Ante la volatilidad de los precios, los grandes grupos monopolísticos como International Airlines Group (IAG) —matriz de Iberia y Vueling— o Ryanair se protegen a sí mismas con artimañas financieras que les permiten comprar combustible a precio fijo. Sin embargo, estas medidas siguen siendo insuficientes para frenar el golpe estructural que supone la guerra. La compañía Volotea ya ha confirmado cancelaciones de vuelos tras realizar "ajustes en su programa", mientras que Ryanair advierte de que, si la situación persiste, hasta el 25% de sus suministros estará en riesgo a partir de mayo. El director general de la IATA, Willie Walsh, reconoció este martes que el aumento "considerable" de los costes está derivando en una "subida" de los precios de los pasajes y en una "contención del gasto" por parte de los usuarios.

Sin embargo, los precios no suben solos, los suben los seres humanos. Y tampoco son un fenómeno aislado, sino que aterrizan en medio de una crisis profunda del poder adquisitivo que ya venía de antes. Según un estudio de AECOC Shopperview citado por la Cadena SER, el 77% de los consumidores del Estado español pasará las fiestas de Semana Santa en su hogar, un aumento del 4% respecto al año anterior. La responsable de estudios de la entidad, Marta Munné, explica que la subida generalizada de precios obliga a las familias a destinar sus ingresos a cubrir el aumento del coste de la energía, de los tipos de interés y de los alquileres.
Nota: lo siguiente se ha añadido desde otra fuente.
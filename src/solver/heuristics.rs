use crate::core::{SharedGameState, Vec2};
use crate::solver::deadlock::BlockedSides;

/// Greedy box to goal matching: each box in turn takes the nearest goal no
/// earlier box claimed. Not an optimal assignment.
pub fn greedy_goal_distance(boxes: &[Vec2], goals: &[Vec2]) -> u32 {
    let mut used = vec![false; goals.len()];
    let mut total = 0;
    for game_box in boxes {
        let nearest = goals
            .iter()
            .enumerate()
            .filter(|(index, _)| !used[*index])
            .map(|(index, goal)| (game_box.manhattan(goal), index))
            .min();
        if let Some((distance, index)) = nearest {
            used[index] = true;
            total += distance;
        }
    }
    total
}

/// Sides of boxes touching terrain that cannot be walked on.
pub fn blocked_box_sides(shared: &SharedGameState, boxes: &[Vec2]) -> usize {
    boxes
        .iter()
        .map(|&game_box| BlockedSides::around(shared, game_box).count())
        .sum()
}

pub fn estimate_cost(shared: &SharedGameState, boxes: &[Vec2], wall_penalty: f64) -> f64 {
    greedy_goal_distance(boxes, &shared.goals) as f64
        + blocked_box_sides(shared, boxes) as f64 * wall_penalty
}
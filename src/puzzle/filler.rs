use log::debug;
use rand::Rng;
use thiserror::Error;
use crate::config::FillerConfig;
use crate::core::{count_walkable, free_neighbours, Cell, Element, Maze, Tile, Vec2};
use crate::puzzle::scramble::{scramble, PlayerVector};

#[derive(Debug, Clone, PartialEq, Eq, Error)]
pub enum FillError {
    #[error("maze has no walkable cells")]
    NoWalkableCells,
    #[error("{walkable} walkable cells cannot hold {boxes} boxes and a player")]
    TooFewWalkableCells { walkable: usize, boxes: usize },
    #[error("no box has a free neighbour for the player")]
    NoRoomForPlayer,
    #[error("maze already holds boxes or a player")]
    AlreadyFilled,
}

#[derive(Clone, Copy, Debug, PartialEq, Eq)]
pub struct FillReport {
    pub walkable: usize,
    pub boxes: usize,
    pub batches: usize,
    pub steps: usize,
    pub goals_cleared: bool,
}

pub struct PuzzleFiller<'a> {
    config: &'a FillerConfig,
}

impl<'a> PuzzleFiller<'a> {
    pub fn new(config: &'a FillerConfig) -> Self {
        PuzzleFiller { config }
    }

    pub fn box_count(&self, walkable: usize) -> usize {
        1 + walkable / self.config.walkable_per_box.max(1)
    }

    /// Places a solved puzzle into `maze`, then scrambles it with reverse moves.
    pub fn fill<R: Rng + ?Sized>(&self, maze: &mut Maze, rng: &mut R) -> Result<FillReport, FillError> {
        let walkable = count_walkable(maze);
        let (player, goals) = self.place_elements(maze, rng)?;
        let (_, scrambled) = scramble(maze, player, &goals, self.config, rng);
        let report = FillReport {
            walkable,
            boxes: goals.len(),
            batches: scrambled.batches,
            steps: scrambled.steps,
            goals_cleared: scrambled.goals_cleared,
        };
        debug!("filled maze: {:?}", report);
        Ok(report)
    }

    /// Claims distinct random walkable cells as goals holding their box, then
    /// puts the player next to one of them, facing it.
    pub fn place_elements<R: Rng + ?Sized>(
        &self,
        maze: &mut Maze,
        rng: &mut R,
    ) -> Result<(PlayerVector, Vec<Vec2>), FillError> {
        if maze.iter().any(|(_, cell)| cell.get_element() != Element::None) {
            return Err(FillError::AlreadyFilled);
        }
        let mut candidates: Vec<Vec2> = maze
            .iter()
            .filter(|(_, cell)| cell.is_walkable())
            .map(|(pos, _)| pos)
            .collect();
        let walkable = candidates.len();
        if walkable == 0 {
            return Err(FillError::NoWalkableCells);
        }
        let boxes = self.box_count(walkable);
        if boxes >= walkable {
            return Err(FillError::TooFewWalkableCells { walkable, boxes });
        }

        let mut goals = Vec::with_capacity(boxes);
        for _ in 0..boxes {
            let index = rng.random_range(0..candidates.len());
            let pos = candidates.swap_remove(index);
            maze[pos] = Cell::new(Tile::Goal, Element::Box);
            goals.push(pos);
        }

        let anchors: Vec<Vec2> = goals
            .iter()
            .copied()
            .filter(|goal| !free_neighbours(maze, goal).is_empty())
            .collect();
        if anchors.is_empty() {
            return Err(FillError::NoRoomForPlayer);
        }
        let anchor = anchors[rng.random_range(0..anchors.len())];
        let spots = free_neighbours(maze, &anchor);
        let position = spots[rng.random_range(0..spots.len())];
        maze[position] = Cell::new(Tile::Floor, Element::Player);

        Ok((
            PlayerVector {
                position,
                facing: position.direction_to(&anchor),
            },
            goals,
        ))
    }
}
Según la analista, se produce una "priorización del gasto", ya que el presupuesto disponible debe absorber el encarecimiento de los bienes básicos de subsistencia frente al transporte o el ocio.

1 de cada 3 hogares "se tendrá que ajustar el cinturón"

Los datos de la encuesta de AECOC revelan que uno de cada tres hogares tendrá que "ajustarse el cinturón" este año, el doble que en 2025. La contención de gasto no responde únicamente al empeoramiento actual de las finanzas domésticas, sino también a una "preferencia hacia el ahorro ante posibles contingencias" derivadas del sombrío panorama geopolítico. En este contexto de incertidumbre y de precios acumulados al alza durante los últimos años, el 20% de las personas que prevén gastar más durante las vacaciones admiten que no se debe a la realización de más actividades, sino simplemente a que los planes ahora son "más caros".

Finalmente, el impacto de la guerra imperialista se refleja en la parálisis de los flujos internacionales. La capacidad mundial de plazas aéreas, que crecía un 3,9% en febrero, ha frenado su avance hasta el 3,3% en marzo, con una previsión de caída hasta el 2,7% para abril, según la IATA. Este repliegue de la oferta de vuelos afecta especialmente a las rutas entre Europa, Asia y África, consolidando un escenario donde solo un 4% de los residentes en el Estado español planea viajar al extranjero, optando la inmensa mayoría por el turismo estatal de proximidad o la permanencia en sus puestos de residencia habitual.